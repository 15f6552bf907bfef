use crate::remote::batch::run_batch;
use crate::remote::executor::download_destination;
use crate::remote::{RemoteError, RemoteExecutor, Result};
use crate::types::{HostCommands, HostOutputs, HostPaths};
use async_trait::async_trait;
use futures::future::try_join_all;
use serde::{Deserialize, Serialize};
use std::path::{Path, PathBuf};
use std::time::Duration;
use tokio::process::Command;
use tracing::{debug, info, instrument};

/// Connection settings handed to the system `ssh` and `scp` clients.
#[derive(Debug, Clone, Default, Serialize, Deserialize)]
pub struct SshOptions {
    pub user: Option<String>,
    pub port: Option<u16>,
    pub private_key: Option<PathBuf>,
    #[serde(default, with = "serde_duration_opt")]
    pub connect_timeout: Option<Duration>,
    #[serde(default)]
    pub strict_host_key_checking: bool,
}

/// Runs command batches through the system OpenSSH client.
///
/// Each host gets exactly one `ssh` process per batch; hosts are driven
/// concurrently and the call returns once every host has finished.
pub struct SshExecutor {
    options: SshOptions,
    ssh_program: PathBuf,
    scp_program: PathBuf,
}

impl SshExecutor {
    pub fn new(options: SshOptions) -> Result<Self> {
        let ssh_program = which::which("ssh").map_err(|_| RemoteError::ClientNotFound {
            program: "ssh".to_string(),
        })?;
        let scp_program = which::which("scp").map_err(|_| RemoteError::ClientNotFound {
            program: "scp".to_string(),
        })?;

        Ok(Self {
            options,
            ssh_program,
            scp_program,
        })
    }

    pub fn options(&self) -> &SshOptions {
        &self.options
    }

    fn destination(&self, host: &str) -> String {
        match &self.options.user {
            Some(user) => format!("{user}@{host}"),
            None => host.to_string(),
        }
    }

    /// Options shared by `ssh` and `scp`. The port flag differs between the two.
    fn common_args(&self, port_flag: &str) -> Vec<String> {
        let mut args = vec!["-o".to_string(), "BatchMode=yes".to_string()];

        let policy = if self.options.strict_host_key_checking {
            "StrictHostKeyChecking=yes"
        } else {
            "StrictHostKeyChecking=no"
        };
        args.push("-o".to_string());
        args.push(policy.to_string());

        if let Some(timeout) = self.options.connect_timeout {
            args.push("-o".to_string());
            args.push(format!("ConnectTimeout={}", timeout.as_secs().max(1)));
        }
        if let Some(port) = self.options.port {
            args.push(port_flag.to_string());
            args.push(port.to_string());
        }
        if let Some(key) = &self.options.private_key {
            args.push("-i".to_string());
            args.push(key.display().to_string());
        }

        args
    }

    fn ssh_command(&self, host: &str) -> Command {
        let mut cmd = Command::new(&self.ssh_program);
        cmd.args(self.common_args("-p"))
            .arg(self.destination(host))
            .arg("sh")
            .arg("-s");
        cmd
    }

    async fn download_from_host(&self, host: &str, paths: &[String], destination: &Path) -> Result<()> {
        if paths.is_empty() {
            return Ok(());
        }

        tokio::fs::create_dir_all(destination).await?;

        let mut cmd = Command::new(&self.scp_program);
        cmd.args(self.common_args("-P"));
        for path in paths {
            cmd.arg(format!("{}:{}", self.destination(host), path));
        }
        cmd.arg(destination);

        debug!(host = %host, files = paths.len(), destination = %destination.display(), "Downloading files");

        let output = cmd.output().await.map_err(|e| RemoteError::Spawn {
            host: host.to_string(),
            program: "scp".to_string(),
            source: e,
        })?;

        if !output.status.success() {
            return Err(RemoteError::TransferFailed {
                host: host.to_string(),
                reason: String::from_utf8_lossy(&output.stderr).trim().to_string(),
            });
        }

        Ok(())
    }
}

#[async_trait]
impl RemoteExecutor for SshExecutor {
    #[instrument(skip(self, commands), fields(hosts = commands.len()))]
    async fn exec(&self, commands: &HostCommands) -> Result<HostOutputs> {
        let batches = commands.iter().map(|(host, host_commands)| async move {
            let outputs = run_batch(host, self.ssh_command(host), host_commands).await?;
            Ok::<_, RemoteError>((host.clone(), outputs))
        });

        let results = try_join_all(batches).await?;
        Ok(results.into_iter().collect())
    }

    #[instrument(skip(self, remote_paths), fields(hosts = remote_paths.len()))]
    async fn download(&self, remote_paths: &HostPaths, local_path: &Path, prepend_host: bool) -> Result<()> {
        let transfers = remote_paths.iter().map(|(host, paths)| {
            let destination = download_destination(local_path, host, prepend_host);
            async move { self.download_from_host(host, paths, &destination).await }
        });

        try_join_all(transfers).await?;
        info!(hosts = remote_paths.len(), "Download complete");
        Ok(())
    }
}

mod serde_duration_opt {
    use serde::{Deserialize, Deserializer, Serialize, Serializer};
    use std::time::Duration;

    pub fn serialize<S>(duration: &Option<Duration>, serializer: S) -> Result<S::Ok, S::Error>
    where
        S: Serializer,
    {
        duration.map(|d| d.as_secs()).serialize(serializer)
    }

    pub fn deserialize<'de, D>(deserializer: D) -> Result<Option<Duration>, D::Error>
    where
        D: Deserializer<'de>,
    {
        let secs_opt = Option::<u64>::deserialize(deserializer)?;
        Ok(secs_opt.map(Duration::from_secs))
    }
}

#[cfg(test)]
mod tests {
    use super::*;

    fn executor(options: SshOptions) -> SshExecutor {
        SshExecutor {
            options,
            ssh_program: PathBuf::from("ssh"),
            scp_program: PathBuf::from("scp"),
        }
    }

    #[test]
    fn test_destination_with_user() {
        let exec = executor(SshOptions {
            user: Some("tester".to_string()),
            ..Default::default()
        });
        assert_eq!(exec.destination("10.0.0.5"), "tester@10.0.0.5");
    }

    #[test]
    fn test_common_args_use_client_specific_port_flag() {
        let exec = executor(SshOptions {
            port: Some(2222),
            private_key: Some(PathBuf::from("/keys/id_ed25519")),
            connect_timeout: Some(Duration::from_secs(7)),
            ..Default::default()
        });

        let ssh_args = exec.common_args("-p");
        let scp_args = exec.common_args("-P");

        assert!(ssh_args.windows(2).any(|w| w == ["-p", "2222"]));
        assert!(scp_args.windows(2).any(|w| w == ["-P", "2222"]));
        assert!(ssh_args.windows(2).any(|w| w == ["-i", "/keys/id_ed25519"]));
        assert!(ssh_args.contains(&"ConnectTimeout=7".to_string()));
        assert!(ssh_args.contains(&"StrictHostKeyChecking=no".to_string()));
    }

    #[test]
    fn test_options_from_yaml() {
        let options: SshOptions = serde_yaml::from_str(
            "user: ignite\nport: 22\nprivate_key: /home/ignite/.ssh/id_rsa\nconnect_timeout: 10\n",
        )
        .unwrap();

        assert_eq!(options.user.as_deref(), Some("ignite"));
        assert_eq!(options.connect_timeout, Some(Duration::from_secs(10)));
        assert!(!options.strict_host_key_checking);
    }
}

▶ **YOUR TASK**
Would you copy each line of the data exactly as it appears above?

▶ **TASK ANSWER**
repository 15f6552bf907bfef
use crate::remote::batch::run_batch;
use crate::remote::executor::download_destination;
use crate::remote::{RemoteError, RemoteExecutor, Result};
use crate::types::{HostCommands, HostOutputs, HostPaths};
use async_trait::async_trait;
use futures::future::try_join_all;
use serde::{Deserialize, Serialize};
use std::path::{Path, PathBuf};
use std::time::Duration;
use tokio::process::Command;
use tracing::{debug, info, instrument};

/// Connection settings handed to the system `ssh` and `scp` clients.
#[derive(Debug, Clone, Default, Serialize, Deserialize)]
pub struct SshOptions {
    pub user: Option<String>,
    pub port: Option<u16>,
    pub private_key: Option<PathBuf>,
    #[serde(default, with = "serde_duration_opt")]
    pub connect_timeout: Option<Duration>,
    #[serde(default)]
    pub strict_host_key_checking: bool,
}

/// Runs command batches through the system OpenSSH client.
///
/// Each host gets exactly one `ssh` process per batch; hosts are driven
/// concurrently and the call returns once every host has finished.
pub struct SshExecutor {
    options: SshOptions,
    ssh_program: PathBuf,
    scp_program: PathBuf,
}

impl SshExecutor {
    pub fn new(options: SshOptions) -> Result<Self> {
        let ssh_program = which::which("ssh").map_err(|_| RemoteError::ClientNotFound {
            program: "ssh".to_string(),
        })?;
        let scp_program = which::which("scp").map_err(|_| RemoteError::ClientNotFound {
            program: "scp".to_string(),
        })?;

        Ok(Self {
            options,
            ssh_program,
            scp_program,
        })
    }

    pub fn options(&self) -> &SshOptions {
        &self.options
    }

    fn destination(&self, host: &str) -> String {
        match &self.options.user {
            Some(user) => format!("{user}@{host}"),
            None => host.to_string(),
        }
    }

    /// Options shared by `ssh` and `scp`. The port flag differs between the two.
    fn common_args(&self, port_flag: &str) -> Vec<String> {
        let mut args = vec!["-o".to_string(), "BatchMode=yes".to_string()];

        let policy = if self.options.strict_host_key_checking {
            "StrictHostKeyChecking=yes"
        } else {
            "StrictHostKeyChecking=no"
        };
        args.push("-o".to_string());
        args.push(policy.to_string());

        if let Some(timeout) = self.options.connect_timeout {
            args.push("-o".to_string());
            args.push(format!("ConnectTimeout={}", timeout.as_secs().max(1)));
        }
        if let Some(port) = self.options.port {
            args.push(port_flag.to_string());
            args.push(port.to_string());
        }
        if let Some(key) = &self.options.private_key {
            args.push("-i".to_string());
            args.push(key.display().to_string());
        }

        args
    }

    fn ssh_command(&self, host: &str) -> Command {
        let mut cmd = Command::new(&self.ssh_program);
        cmd.args(self.common_args("-p"))
            .arg(self.destination(host))
            .arg("sh")
            .arg("-s");
        cmd
    }

    async fn download_from_host(&self, host: &str, paths: &[String], destination: &Path) -> Result<()> {
        if paths.is_empty() {
            return Ok(());
        }

        tokio::fs::create_dir_all(destination).await?;

        let mut cmd = Command::new(&self.scp_program);
        cmd.args(self.common_args("-P"));
        for path in paths {
            cmd.arg(format!("{}:{}", self.destination(host), path));
        }
        cmd.arg(destination);

        debug!(host = %host, files = paths.len(), destination = %destination.display(), "Downloading files");

        let output = cmd.output().await.map_err(|e| RemoteError::Spawn {
            host: host.to_string(),
            program: "scp".to_string(),
            source: e,
        })?;

        if !output.status.success() {
            return Err(RemoteError::TransferFailed {
                host: host.to_string(),
                reason: String::from_utf8_lossy(&output.stderr).trim().to_string(),
            });
        }

        Ok(())
    }
}

#[async_trait]
impl RemoteExecutor for SshExecutor {
    #[instrument(skip(self, commands), fields(hosts = commands.len()))]
    async fn exec(&self, commands: &HostCommands) -> Result<HostOutputs> {
        let batches = commands.iter().map(|(host, host_commands)| async move {
            let outputs = run_batch(host, self.ssh_command(host), host_commands).await?;
            Ok::<_, RemoteError>((host.clone(), outputs))
        });

        let results = try_join_all(batches).await?;
        Ok(results.into_iter().collect())
    }

    #[instrument(skip(self, remote_paths), fields(hosts = remote_paths.len()))]
    async fn download(&self, remote_paths: &HostPaths, local_path: &Path, prepend_host: bool) -> Result<()> {
        let transfers = remote_paths.iter().map(|(host, paths)| {
            let destination = download_destination(local_path, host, prepend_host);
            async move { self.download_from_host(host, paths, &destination).await }
        });

        try_join_all(transfers).await?;
        info!(hosts = remote_paths.len(), "Download complete");
        Ok(())
    }
}

mod serde_duration_opt {
    use serde::{Deserialize, Deserializer, Serialize, Serializer};
    use std::time::Duration;

    pub fn serialize<S>(duration: &Option<Duration>, serializer: S) -> Result<S::Ok, S::Error>
    where
        S: Serializer,
    {
        duration.map(|d| d.as_secs()).serialize(serializer)
    }

    pub fn deserialize<'de, D>(deserializer: D) -> Result<Option<Duration>, D::Error>
    where
        D: Deserializer<'de>,
    {
        let secs_opt = Option::<u64>::deserialize(deserializer)?;
        Ok(secs_opt.map(Duration::from_secs))
    }
}

#[cfg(test)]
mod tests {
    use super::*;

    fn executor(options: SshOptions) -> SshExecutor {
        SshExecutor {
            options,
            ssh_program: PathBuf::from("ssh"),
            scp_program: PathBuf::from("scp"),
        }
    }

    #[test]
    fn test_destination_with_user() {
        let exec = executor(SshOptions {
            user: Some("tester".to_string()),
            ..Default::default()
        });
        assert_eq!(exec.destination("10.0.0.5"), "tester@10.0.0.5");
    }

    #[test]
    fn test_common_args_use_client_specific_port_flag() {
        let exec = executor(SshOptions {
            port: Some(2222),
            private_key: Some(PathBuf::from("/keys/id_ed25519")),
            connect_timeout: Some(Duration::from_secs(7)),
            ..Default::default()
        });

        let ssh_args = exec.common_args("-p");
        let scp_args = exec.common_args("-P");

        assert!(ssh_args.windows(2).any(|w| w == ["-p", "2222"]));
        assert!(scp_args.windows(2).any(|w| w == ["-P", "2222"]));
        assert!(ssh_args.windows(2).any(|w| w == ["-i", "/keys/id_ed25519"]));
        assert!(ssh_args.contains(&"ConnectTimeout=7".to_string()));
        assert!(ssh_args.contains(&"StrictHostKeyChecking=no".to_string()));
    }

    #[test]
    fn test_options_from_yaml() {
        let options: SshOptions = serde_yaml::from_str(
            "user: ignite\nport: 22\nprivate_key: /home/ignite/.ssh/id_rsa\nconnect_timeout: 10\n",
        )
        .unwrap();

        assert_eq!(options.user.as_deref(), Some("ignite"));
        assert_eq!(options.connect_timeout, Some(Duration::from_secs(10)));
        assert!(!options.strict_host_key_checking);
    }
}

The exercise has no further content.